** Opening RECORDS TO USE block **

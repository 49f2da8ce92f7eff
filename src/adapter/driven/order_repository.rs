use super::mysql_rows::{
    map_rows, order_from_row, order_item_from_row, ORDER_COLUMNS, ORDER_ITEM_COLUMNS,
};
use crate::adapter::database_error::DatabaseError;
use crate::domain::model::{Order, OrderId, OrderItem, OrderItemId, UserId};
use crate::domain::port::{OrderRepository, RepositoryError};
use async_trait::async_trait;
use sqlx::{MySql, Pool};

/// MySQL注文リポジトリ
/// 注文の作成と読み取りを行う。明細の変更は作業単位を経由する
#[derive(Clone)]
pub struct MySqlOrderRepository {
    pool: Pool<MySql>,
}

impl MySqlOrderRepository {
    /// 新しいMySQL注文リポジトリを作成
    ///
    /// # Arguments
    /// * `pool` - MySQLコネクションプール
    ///
    /// # Returns
    /// * MySqlOrderRepositoryのインスタンス
    pub fn new(pool: Pool<MySql>) -> Self {
        Self { pool }
    }
}

#[async_trait]
impl OrderRepository for MySqlOrderRepository {
    async fn insert(&self, order: &Order) -> Result<(), RepositoryError> {
        sqlx::query(
            r#"
            INSERT INTO orders (id, user_id, checked_out, created_at, updated_at)
            VALUES (?, ?, ?, ?, ?)
            "#,
        )
        .bind(order.id().to_string())
        .bind(order.user_id().to_string())
        .bind(order.is_checked_out())
        .bind(order.created_at())
        .bind(order.updated_at())
        .execute(&self.pool)
        .await
        .map_err(|e| DatabaseError::from_sqlx(e, "注文の保存に失敗しました"))?;

        Ok(())
    }

    async fn find_by_id(&self, order_id: OrderId) -> Result<Option<Order>, RepositoryError> {
        let sql = format!("SELECT {} FROM orders WHERE id = ?", ORDER_COLUMNS);
        let row = sqlx::query(&sql)
            .bind(order_id.to_string())
            .fetch_optional(&self.pool)
            .await
            .map_err(|e| DatabaseError::from_sqlx(e, "注文の取得に失敗しました"))?;

        row.as_ref().map(order_from_row).transpose()
    }

    async fn find_all(&self) -> Result<Vec<Order>, RepositoryError> {
        // 作成日時の昇順で並べる
        let sql = format!(
            "SELECT {} FROM orders ORDER BY created_at ASC, id ASC",
            ORDER_COLUMNS
        );
        let rows = sqlx::query(&sql)
            .fetch_all(&self.pool)
            .await
            .map_err(|e| DatabaseError::from_sqlx(e, "注文一覧の取得に失敗しました"))?;

        map_rows(&rows, order_from_row)
    }

    async fn find_by_user(&self, user_id: UserId) -> Result<Vec<Order>, RepositoryError> {
        let sql = format!(
            "SELECT {} FROM orders WHERE user_id = ? ORDER BY created_at ASC, id ASC",
            ORDER_COLUMNS
        );
        let rows = sqlx::query(&sql)
            .bind(user_id.to_string())
            .fetch_all(&self.pool)
            .await
            .map_err(|e| {
                DatabaseError::from_sqlx(e, "ユーザー別注文一覧の取得に失敗しました")
            })?;

        map_rows(&rows, order_from_row)
    }

    async fn find_items(&self, order_id: OrderId) -> Result<Vec<OrderItem>, RepositoryError> {
        let sql = format!(
            "SELECT {} FROM order_items WHERE order_id = ? ORDER BY id ASC",
            ORDER_ITEM_COLUMNS
        );
        let rows = sqlx::query(&sql)
            .bind(order_id.to_string())
            .fetch_all(&self.pool)
            .await
            .map_err(|e| DatabaseError::from_sqlx(e, "注文明細の取得に失敗しました"))?;

        map_rows(&rows, order_item_from_row)
    }

    async fn find_item(&self, item_id: OrderItemId) -> Result<Option<OrderItem>, RepositoryError> {
        let sql = format!("SELECT {} FROM order_items WHERE id = ?", ORDER_ITEM_COLUMNS);
        let row = sqlx::query(&sql)
            .bind(item_id.to_string())
            .fetch_optional(&self.pool)
            .await
            .map_err(|e| DatabaseError::from_sqlx(e, "注文明細の取得に失敗しました"))?;

        row.as_ref().map(order_item_from_row).transpose()
    }

    async fn find_all_items(&self) -> Result<Vec<OrderItem>, RepositoryError> {
        let sql = format!("SELECT {} FROM order_items ORDER BY id ASC", ORDER_ITEM_COLUMNS);
        let rows = sqlx::query(&sql)
            .fetch_all(&self.pool)
            .await
            .map_err(|e| DatabaseError::from_sqlx(e, "注文明細一覧の取得に失敗しました"))?;

        map_rows(&rows, order_item_from_row)
    }

    async fn find_items_by_user(
        &self,
        user_id: UserId,
    ) -> Result<Vec<OrderItem>, RepositoryError> {
        let rows = sqlx::query(
            r#"
            SELECT oi.id, oi.order_id, oi.product_id, oi.quantity
            FROM order_items oi
            JOIN orders o ON o.id = oi.order_id
            WHERE o.user_id = ?
            ORDER BY oi.id ASC
            "#,
        )
        .bind(user_id.to_string())
        .fetch_all(&self.pool)
        .await
        .map_err(|e| DatabaseError::from_sqlx(e, "ユーザー別注文明細の取得に失敗しました"))?;

        map_rows(&rows, order_item_from_row)
    }

    fn next_identity(&self) -> OrderId {
        OrderId::new()
    }
}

** Closing RECORDS TO USE block **

* EXERCISE BRIEF:
Working from the entries above, filter out every line that lacks "transpose" and copy what remains.

* RESULT:
        row.as_ref().map(order_from_row).transpose()
        row.as_ref().map(order_item_from_row).transpose()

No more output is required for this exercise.